EXTRACTED INFORMATION:
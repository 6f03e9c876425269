//! Strongly connected components using Tarjan's algorithm.
//!
//! A strongly connected component is a maximal set of nodes such that every
//! node reaches every other node in the set. In a control-flow automaton, a
//! component with an internal cycle marks a loop region; the loop overview of
//! the sealed automaton derives its loop headers from exactly this
//! computation.

use crate::utils::graph::{NodeId, Successors};

/// Computes the strongly connected components of a directed graph.
///
/// Uses Tarjan's algorithm with a single DFS pass. Components are returned in
/// **reverse topological order**: if an edge leads from component A to
/// component B, then A appears after B in the result. Nodes absent from the
/// graph (tombstoned arena slots) are skipped.
///
/// # Arguments
///
/// * `graph` - The directed graph to analyze
///
/// # Returns
///
/// A vector of components, each a vector of `NodeId`s.
///
/// # Complexity
///
/// - Time: O(V + E)
/// - Space: O(V)
pub fn strongly_connected_components<G>(graph: &G) -> Vec<Vec<NodeId>>
where
    G: Successors,
{
    let bound = graph.node_bound();
    if bound == 0 {
        return Vec::new();
    }

    let mut state = TarjanState::new(bound);

    for node in graph.node_ids() {
        if state.index[node.index()].is_none() {
            state.strongconnect(graph, node);
        }
    }

    state.sccs
}

/// Internal state for Tarjan's algorithm.
struct TarjanState {
    /// Discovery index for each node (None if not yet visited)
    index: Vec<Option<usize>>,
    /// Lowlink value for each node
    lowlink: Vec<usize>,
    /// Whether a node is currently on the stack
    on_stack: Vec<bool>,
    /// The component stack
    stack: Vec<NodeId>,
    /// Current index counter
    current_index: usize,
    /// Collected components
    sccs: Vec<Vec<NodeId>>,
}

impl TarjanState {
    fn new(bound: usize) -> Self {
        Self {
            index: vec![None; bound],
            lowlink: vec![0; bound],
            on_stack: vec![false; bound],
            stack: Vec::new(),
            current_index: 0,
            sccs: Vec::new(),
        }
    }

    /// Iterative strongconnect; an explicit work stack keeps deep automata
    /// from exhausting the call stack.
    fn strongconnect<G: Successors>(&mut self, graph: &G, root: NodeId) {
        // (node, successor list, next successor position)
        let mut work: Vec<(NodeId, Vec<NodeId>, usize)> = Vec::new();

        self.discover(root);
        work.push((root, graph.successors(root).collect(), 0));

        while let Some((v, succs, mut pos)) = work.pop() {
            let mut descended = false;
            while pos < succs.len() {
                let w = succs[pos];
                pos += 1;
                if self.index[w.index()].is_none() {
                    // Descend into w; revisit v afterwards
                    work.push((v, succs, pos));
                    self.discover(w);
                    work.push((w, graph.successors(w).collect(), 0));
                    descended = true;
                    break;
                } else if self.on_stack[w.index()] {
                    let w_index = self.index[w.index()].unwrap_or(0);
                    self.lowlink[v.index()] = self.lowlink[v.index()].min(w_index);
                }
            }
            if descended {
                continue;
            }

            // All successors handled: close v
            if self.lowlink[v.index()] == self.index[v.index()].unwrap_or(0) {
                let mut scc = Vec::new();
                while let Some(w) = self.stack.pop() {
                    self.on_stack[w.index()] = false;
                    scc.push(w);
                    if w == v {
                        break;
                    }
                }
                self.sccs.push(scc);
            }

            // Propagate lowlink to the parent frame
            if let Some((parent, _, _)) = work.last() {
                let parent_idx = parent.index();
                self.lowlink[parent_idx] = self.lowlink[parent_idx].min(self.lowlink[v.index()]);
            }
        }
    }

    fn discover(&mut self, v: NodeId) {
        self.index[v.index()] = Some(self.current_index);
        self.lowlink[v.index()] = self.current_index;
        self.current_index += 1;
        self.stack.push(v);
        self.on_stack[v.index()] = true;
    }
}

#[cfg(test)]
mod tests {
    use super::*;
    use crate::utils::graph::GraphBase;

    struct TestGraph {
        succ: Vec<Vec<usize>>,
    }

    impl GraphBase for TestGraph {
        fn node_count(&self) -> usize {
            self.succ.len()
        }

        fn node_bound(&self) -> usize {
            self.succ.len()
        }

        fn node_ids(&self) -> impl Iterator<Item = NodeId> {
            (0..self.succ.len()).map(NodeId::new)
        }
    }

    impl Successors for TestGraph {
        fn successors(&self, node: NodeId) -> impl Iterator<Item = NodeId> {
            self.succ
                .get(node.index())
                .into_iter()
                .flatten()
                .map(|&i| NodeId::new(i))
        }
    }

    #[test]
    fn test_single_cycle_is_one_component() {
        // 0 -> 1 -> 2 -> 0
        let g = TestGraph {
            succ: vec![vec![1], vec![2], vec![0]],
        };
        let sccs = strongly_connected_components(&g);
        assert_eq!(sccs.len(), 1);
        assert_eq!(sccs[0].len(), 3);
    }

    #[test]
    fn test_dag_yields_singletons() {
        // 0 -> 1 -> 2
        let g = TestGraph {
            succ: vec![vec![1], vec![2], vec![]],
        };
        let sccs = strongly_connected_components(&g);
        assert_eq!(sccs.len(), 3);
        assert!(sccs.iter().all(|scc| scc.len() == 1));
    }

    #[test]
    fn test_reverse_topological_order() {
        // Two components: {0, 1} -> {2}
        let g = TestGraph {
            succ: vec![vec![1], vec![0, 2], vec![]],
        };
        let sccs = strongly_connected_components(&g);
        assert_eq!(sccs.len(), 2);
        // {2} must come before {0,1}
        assert_eq!(sccs[0], vec![NodeId::new(2)]);
        assert_eq!(sccs[1].len(), 2);
    }

    #[test]
    fn test_self_loop_is_cyclic_singleton() {
        let g = TestGraph {
            succ: vec![vec![0, 1], vec![]],
        };
        let sccs = strongly_connected_components(&g);
        assert_eq!(sccs.len(), 2);
    }

    #[test]
    fn test_nested_cycles_merge() {
        // 0 -> 1 -> 2 -> 1, 2 -> 0: everything mutually reachable
        let g = TestGraph {
            succ: vec![vec![1], vec![2], vec![1, 0]],
        };
        let sccs = strongly_connected_components(&g);
        assert_eq!(sccs.len(), 1);
        assert_eq!(sccs[0].len(), 3);
    }
}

ASSIGNED TASK: Copy the data above in its entirety, exactly as given.

EXERCISE RESPONSE:
repository 6f03e9c876425269
//! Strongly connected components using Tarjan's algorithm.
//!
//! A strongly connected component is a maximal set of nodes such that every
//! node reaches every other node in the set. In a control-flow automaton, a
//! component with an internal cycle marks a loop region; the loop overview of
//! the sealed automaton derives its loop headers from exactly this
//! computation.

use crate::utils::graph::{NodeId, Successors};

/// Computes the strongly connected components of a directed graph.
///
/// Uses Tarjan's algorithm with a single DFS pass. Components are returned in
/// **reverse topological order**: if an edge leads from component A to
/// component B, then A appears after B in the result. Nodes absent from the
/// graph (tombstoned arena slots) are skipped.
///
/// # Arguments
///
/// * `graph` - The directed graph to analyze
///
/// # Returns
///
/// A vector of components, each a vector of `NodeId`s.
///
/// # Complexity
///
/// - Time: O(V + E)
/// - Space: O(V)
pub fn strongly_connected_components<G>(graph: &G) -> Vec<Vec<NodeId>>
where
    G: Successors,
{
    let bound = graph.node_bound();
    if bound == 0 {
        return Vec::new();
    }

    let mut state = TarjanState::new(bound);

    for node in graph.node_ids() {
        if state.index[node.index()].is_none() {
            state.strongconnect(graph, node);
        }
    }

    state.sccs
}

/// Internal state for Tarjan's algorithm.
struct TarjanState {
    /// Discovery index for each node (None if not yet visited)
    index: Vec<Option<usize>>,
    /// Lowlink value for each node
    lowlink: Vec<usize>,
    /// Whether a node is currently on the stack
    on_stack: Vec<bool>,
    /// The component stack
    stack: Vec<NodeId>,
    /// Current index counter
    current_index: usize,
    /// Collected components
    sccs: Vec<Vec<NodeId>>,
}

impl TarjanState {
    fn new(bound: usize) -> Self {
        Self {
            index: vec![None; bound],
            lowlink: vec![0; bound],
            on_stack: vec![false; bound],
            stack: Vec::new(),
            current_index: 0,
            sccs: Vec::new(),
        }
    }

    /// Iterative strongconnect; an explicit work stack keeps deep automata
    /// from exhausting the call stack.
    fn strongconnect<G: Successors>(&mut self, graph: &G, root: NodeId) {
        // (node, successor list, next successor position)
        let mut work: Vec<(NodeId, Vec<NodeId>, usize)> = Vec::new();

        self.discover(root);
        work.push((root, graph.successors(root).collect(), 0));

        while let Some((v, succs, mut pos)) = work.pop() {
            let mut descended = false;
            while pos < succs.len() {
                let w = succs[pos];
                pos += 1;
                if self.index[w.index()].is_none() {
                    // Descend into w; revisit v afterwards
                    work.push((v, succs, pos));
                    self.discover(w);
                    work.push((w, graph.successors(w).collect(), 0));
                    descended = true;
                    break;
                } else if self.on_stack[w.index()] {
                    let w_index = self.index[w.index()].unwrap_or(0);
                    self.lowlink[v.index()] = self.lowlink[v.index()].min(w_index);
                }
            }
            if descended {
                continue;
            }

            // All successors handled: close v
            if self.lowlink[v.index()] == self.index[v.index()].unwrap_or(0) {
                let mut scc = Vec::new();
                while let Some(w) = self.stack.pop() {
                    self.on_stack[w.index()] = false;
                    scc.push(w);
                    if w == v {
                        break;
                    }
                }
                self.sccs.push(scc);
            }

            // Propagate lowlink to the parent frame
            if let Some((parent, _, _)) = work.last() {
                let parent_idx = parent.index();
                self.lowlink[parent_idx] = self.lowlink[parent_idx].min(self.lowlink[v.index()]);
            }
        }
    }

    fn discover(&mut self, v: NodeId) {
        self.index[v.index()] = Some(self.current_index);
        self.lowlink[v.index()] = self.current_index;
        self.current_index += 1;
        self.stack.push(v);
        self.on_stack[v.index()] = true;
    }
}

#[cfg(test)]
mod tests {
    use super::*;
    use crate::utils::graph::GraphBase;

    struct TestGraph {
        succ: Vec<Vec<usize>>,
    }

    impl GraphBase for TestGraph {
        fn node_count(&self) -> usize {
            self.succ.len()
        }

        fn node_bound(&self) -> usize {
            self.succ.len()
        }

        fn node_ids(&self) -> impl Iterator<Item = NodeId> {
            (0..self.succ.len()).map(NodeId::new)
        }
    }

    impl Successors for TestGraph {
        fn successors(&self, node: NodeId) -> impl Iterator<Item = NodeId> {
            self.succ
                .get(node.index())
                .into_iter()
                .flatten()
                .map(|&i| NodeId::new(i))
        }
    }

    #[test]
    fn test_single_cycle_is_one_component() {
        // 0 -> 1 -> 2 -> 0
        let g = TestGraph {
            succ: vec![vec![1], vec![2], vec![0]],
        };
        let sccs = strongly_connected_components(&g);
        assert_eq!(sccs.len(), 1);
        assert_eq!(sccs[0].len(), 3);
    }

    #[test]
    fn test_dag_yields_singletons() {
        // 0 -> 1 -> 2
        let g = TestGraph {
            succ: vec![vec![1], vec![2], vec![]],
        };
        let sccs = strongly_connected_components(&g);
        assert_eq!(sccs.len(), 3);
        assert!(sccs.iter().all(|scc| scc.len() == 1));
    }

    #[test]
    fn test_reverse_topological_order() {
        // Two components: {0, 1} -> {2}
        let g = TestGraph {
            succ: vec![vec![1], vec![0, 2], vec![]],
        };
        let sccs = strongly_connected_components(&g);
        assert_eq!(sccs.len(), 2);
        // {2} must come before {0,1}
        assert_eq!(sccs[0], vec![NodeId::new(2)]);
        assert_eq!(sccs[1].len(), 2);
    }

    #[test]
    fn test_self_loop_is_cyclic_singleton() {
        let g = TestGraph {
            succ: vec![vec![0, 1], vec![]],
        };
        let sccs = strongly_connected_components(&g);
        assert_eq!(sccs.len(), 2);
    }

    #[test]
    fn test_nested_cycles_merge() {
        // 0 -> 1 -> 2 -> 1, 2 -> 0: everything mutually reachable
        let g = TestGraph {
            succ: vec![vec![1], vec![2], vec![1, 0]],
        };
        let sccs = strongly_connected_components(&g);
        assert_eq!(sccs.len(), 1);
        assert_eq!(sccs[0].len(), 3);
    }
}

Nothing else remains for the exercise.